Makita Italia aveva bisogno di una base CRM ordinata per gestire contatti, consensi, newsletter e comunicazioni verso dealer ed end user. Futuria ha costruito la struttura operativa per rendere il marketing più governabile.
2026
Makita Italia opera in un contesto in cui il marketing non è solo pubblicare contenuti o inviare newsletter. Deve tenere insieme catalogo prodotti, rete rivenditori, utenti finali, comunicazioni tecniche, touchpoint digitali e consenso al trattamento marketing.
La sfida non era "usare un CRM" in astratto. La sfida era costruire una base affidabile, coerente con il modo in cui Makita comunica: pubblico dealer da una parte, pubblico end user dall'altra, e una regola chiara su quali contatti possono ricevere comunicazioni marketing.
Futuria è intervenuta per impostare il sistema: struttura contatti, tag, Smart List, form di consenso, template email, automazioni, domini/mittenti e collegamenti con i canali digitali. In termini meno eleganti ma più veri: prima si mettono in ordine le fondamenta, poi si chiede al palazzo di restare in piedi.


In un progetto corporate il problema non è quasi mai la mancanza di strumenti. Il problema è farli lavorare con regole comuni. Un database storico, se non viene governato bene, rischia di diventare una massa indistinta: contatti utili, contatti non aggiornati, dealer, utenti finali, consensi mancanti e canali scollegati.
Per Makita era fondamentale separare due livelli: la categoria del contatto e il consenso marketing. Un rivenditore resta rivenditore anche se non ha espresso consenso; un end user resta end user anche prima di entrare in newsletter. Ma solo chi compie l'azione corretta deve finire nelle liste definitive di comunicazione.
Questa distinzione sembra minuta, ma è il punto che trasforma un CRM da rubrica costosa a infrastruttura di marketing governabile.
Il lavoro marketing aveva bisogno di basi più ordinate: contatti storici, comunicazioni dealer, pubblico end user, newsletter, autorizzazioni e canali digitali non potevano restare letti come silos.

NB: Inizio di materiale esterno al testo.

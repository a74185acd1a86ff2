// src/io/mod.rs
pub mod rates;

pub use rates::{rates_in_folder, read_charges, AvailableRates, RateFile};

Il valore è dare una struttura leggibile: chi è il contatto, quale relazione ha con Makita, quale consenso ha espresso e quale comunicazione può ricevere.
Abbiamo progettato una logica semplice da leggere e robusta da mantenere: tag di categoria per distinguere dealer ed end user, tag di consenso marketing per abilitare l'ingresso nelle Smart List, form dedicati per raccogliere l'azione dell'utente e automazioni per accompagnare il passaggio.
La scelta importante è stata non confondere importazione e autorizzazione. Un contatto può essere presente nel CRM per ragioni operative, ma questo non significa che debba entrare automaticamente in una lista newsletter.
Questo approccio protegge la qualità della comunicazione e rende più chiaro il lavoro del team: le liste utili non sono quelle più grandi, sono quelle che puoi usare con criterio.
La distinzione è sostanziale: importare una lista non significa poterla usare per marketing. Il sistema è stato progettato perché la lista definitiva viva solo dopo un'azione tracciabile dell'utente.
Comunicazioni tecniche, aggiornamenti e percorsi legati alla rete rivenditori.
Contatti finali gestiti con form, consenso esplicito e comunicazioni future.
Il tag che rende utilizzabile la lista non viene assegnato a mano: nasce dall'azione dell'utente.
La parte CRM è stata affiancata da un setup più ampio: domini e mittenti email, template newsletter, collegamenti utili, supporto sui canali digitali e basi operative per lavorare sulle comunicazioni ricorrenti.
Per un'azienda strutturata, questi dettagli non sono accessori. Se il mittente non è coerente, la deliverability ne soffre. Se permessi e canali non sono ordinati, il lavoro quotidiano diventa più fragile. Se i touchpoint restano separati dal CRM, ogni nuovo contatto rischia di perdersi nel passaggio.
Futuria ha lavorato quindi sulla regia: meno improvvisazione, più continuità tra comunicazione, acquisizione e follow-up.
Il risultato è una struttura CRM più ordinata per sostenere newsletter, comunicazioni dealer, contatti end user e attività di follow-up. Non un documento teorico, ma una base operativa fatta di liste, tag, form, mittenti, automazioni e collegamenti tra strumenti.
Per chi sta valutando Futuria, questa è la parte importante: siamo utili quando serve trasformare un insieme di canali, dati e processi in un sistema che l'azienda può usare con più controllo.
Nel caso Makita, il punto non era aggiungere rumore al marketing. Era costruire una macchina più ordinata prima di aumentare la velocità. Che, per un brand di utensili professionali, è quasi una forma di cortesia concettuale.
Non mostriamo contatti, liste, costi, budget, account ID, configurazioni interne o dati contrattuali. Queste informazioni sono servite per capire il progetto, non per diventare materiale promozionale.